Experimental study on the suppression effect of different coolants on battery thermal runaway

doi:10.19799/j.cnki.2095-4239.2024.0975

Abstract

Abstract:

The choice of coolants is particularly crucial, and immersion cooling systems offer outstanding advantages in thermal management technology, with high potential and application value. To investigate the actual performance of different coolants and their effectiveness in suppressing battery thermal runaway, this study conducted thermal runaway experiments on 86 Ah lithium iron phosphate cells immersed in six coolants: thermal oil (L-QD350), 10# transformer oil, vegetable oil (DS3 natural ester), silicone oil (50 cSt), ethylene glycol stock solution (99.9%, polyester grade), and electronic fluoride liquid (Novec-7200).
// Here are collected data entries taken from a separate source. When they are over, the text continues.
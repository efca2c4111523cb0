//! Request and response payloads of the HTTP surface.

use crate::DomainError;
use crate::mushroom::{
    CapShape, CapSurface, Color, GillAttachment, Habitat, MushroomRecord, Presence, RingType,
    Season, Validate,
};
use spore_derive::api_model;
use utoipa::IntoParams;

/// Body of `POST /predict/predict_batch/`. Extra keys are ignored.
#[api_model(deny_unknown_fields = false)]
#[derive(Clone)]
pub struct MushroomsBatch {
    pub mushrooms: Vec<MushroomRecord>,
}

impl Validate for MushroomsBatch {
    fn validate(&self) -> Result<(), DomainError> {
        self.mushrooms.validate()
    }
}

/// Column-wise query of `GET /predict/predict_proba_batch/`.
///
/// Each parameter is repeated once per mushroom, e.g.
/// `?cap_shape=x&cap_shape=f&cap_surface=g&cap_surface=s...`.
/// All lists must have the same length. Parameters outside the record
/// fields are ignored.
#[api_model(deny_unknown_fields = false)]
#[derive(Clone, IntoParams)]
#[into_params(parameter_in = Query)]
pub struct ProbaBatchQuery {
    pub cap_shape: Vec<CapShape>,
    pub cap_surface: Vec<CapSurface>,
    pub cap_color: Vec<Color>,
    pub does_bruise_or_bleed: Vec<Presence>,
    pub gill_attachment: Vec<GillAttachment>,
    pub gill_color: Vec<Color>,
    pub stem_color: Vec<Color>,
    pub has_ring: Vec<Presence>,
    pub ring_type: Vec<RingType>,
    pub habitat: Vec<Habitat>,
    pub season: Vec<Season>,
    pub cap_diameter: Vec<f64>,
    pub stem_height: Vec<f64>,
    pub stem_width: Vec<f64>,
}

impl ProbaBatchQuery {
    fn lengths(&self) -> [usize; 14] {
        [
            self.cap_shape.len(),
            self.cap_surface.len(),
            self.cap_color.len(),
            self.does_bruise_or_bleed.len(),
            self.gill_attachment.len(),
            self.gill_color.len(),
            self.stem_color.len(),
            self.has_ring.len(),
            self.ring_type.len(),
            self.habitat.len(),
            self.season.len(),
            self.cap_diameter.len(),
            self.stem_height.len(),
            self.stem_width.len(),
        ]
    }

    /// Zips the columns into records.
    ///
    /// # Errors
    /// Returns [`DomainError::Validation`] when the lists differ in length.
    pub fn into_records(self) -> Result<Vec<MushroomRecord>, DomainError> {
        let lengths = self.lengths();
        let n = lengths[0];
        if lengths.iter().any(|&len| len != n) {
            return Err(DomainError::Validation {
                message: "All lists must have the same length".into(),
                context: None,
            });
        }

        Ok((0..n)
            .map(|i| MushroomRecord {
                cap_shape: self.cap_shape[i],
                cap_surface: self.cap_surface[i],
                cap_color: self.cap_color[i],
                does_bruise_or_bleed: self.does_bruise_or_bleed[i],
                gill_attachment: self.gill_attachment[i],
                gill_color: self.gill_color[i],
                stem_color: self.stem_color[i],
                has_ring: self.has_ring[i],
                ring_type: self.ring_type[i],
                habitat: self.habitat[i],
                season: self.season[i],
                cap_diameter: self.cap_diameter[i],
                stem_height: self.stem_height[i],
                stem_width: self.stem_width[i],
            })
            .collect())
    }
}

/// Lengths are checked when zipping; here only the numeric ranges.
impl Validate for ProbaBatchQuery {
    fn validate(&self) -> Result<(), DomainError> {
        self.clone().into_records()?.validate()
    }
}

/// Classification result; `null` until a model has been trained.
#[api_model]
#[derive(Clone, Copy, PartialEq)]
pub struct PredictResponse {
    pub poisonous: Option<bool>,
}

/// Probability of the poisonous class; `null` until a model has been trained.
#[api_model]
#[derive(Clone, Copy, PartialEq)]
pub struct ProbaResponse {
    pub probability_of_poisonous: Option<f64>,
}

#[api_model]
#[derive(Clone, PartialEq, Eq)]
pub struct StatusResponse {
    /// RFC 3339 timestamp of the last successful training run.
    pub model_trained_at: String,
}

#[api_model]
#[derive(Clone, Copy, PartialEq, Eq)]
pub struct FitResponse {
    pub success: bool,
}

/// Error body shared by every endpoint.
#[api_model]
#[derive(Clone, PartialEq, Eq)]
pub struct ErrorResponse {
    pub detail: String,
}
The performance of these coolants was compared based on experimental phenomena, voltage and temperature curves, time-domain and thermal evaluation indicators of each link, and the influence of vegetable oil immersion level on thermal runaway suppression. The experimental results demonstrate that all coolants produced significant white smoke during the thermal runaway process. However, white smoke ceased after prolonged immersion in vegetable oil, whereas thermal oil and electronic fluoride liquid exhibited spontaneous ignition during thermal runaway. Vegetable oil and ethylene glycol stock solutions performed well in various time-domain and thermal evaluation indicators, whereas silicone oil performed poorly in time-domain indicators, and electronic fluoride liquid performed poorly in thermal indicators. In summary, vegetable oil and ethylene glycol stock solutions outperformed the other coolants in terms of cooling efficiency and thermal runaway suppression, whereas silicone oil and electronic fluoride liquid exhibited relatively weaker performance. In addition, the amount of vegetable oil added has a significant impact on thermal runaway. The higher the immersion amount, the slower the development of thermal runaway, and the lower the temperature on the battery surface, the less severe the thermal runaway. However, the optimal amount of coolants should be determined based on the application conditions, cost, and specific coolant parameters. These findings provide effective data support for battery thermal management systems and provide a reference for selecting coolants for immersion cooling systems.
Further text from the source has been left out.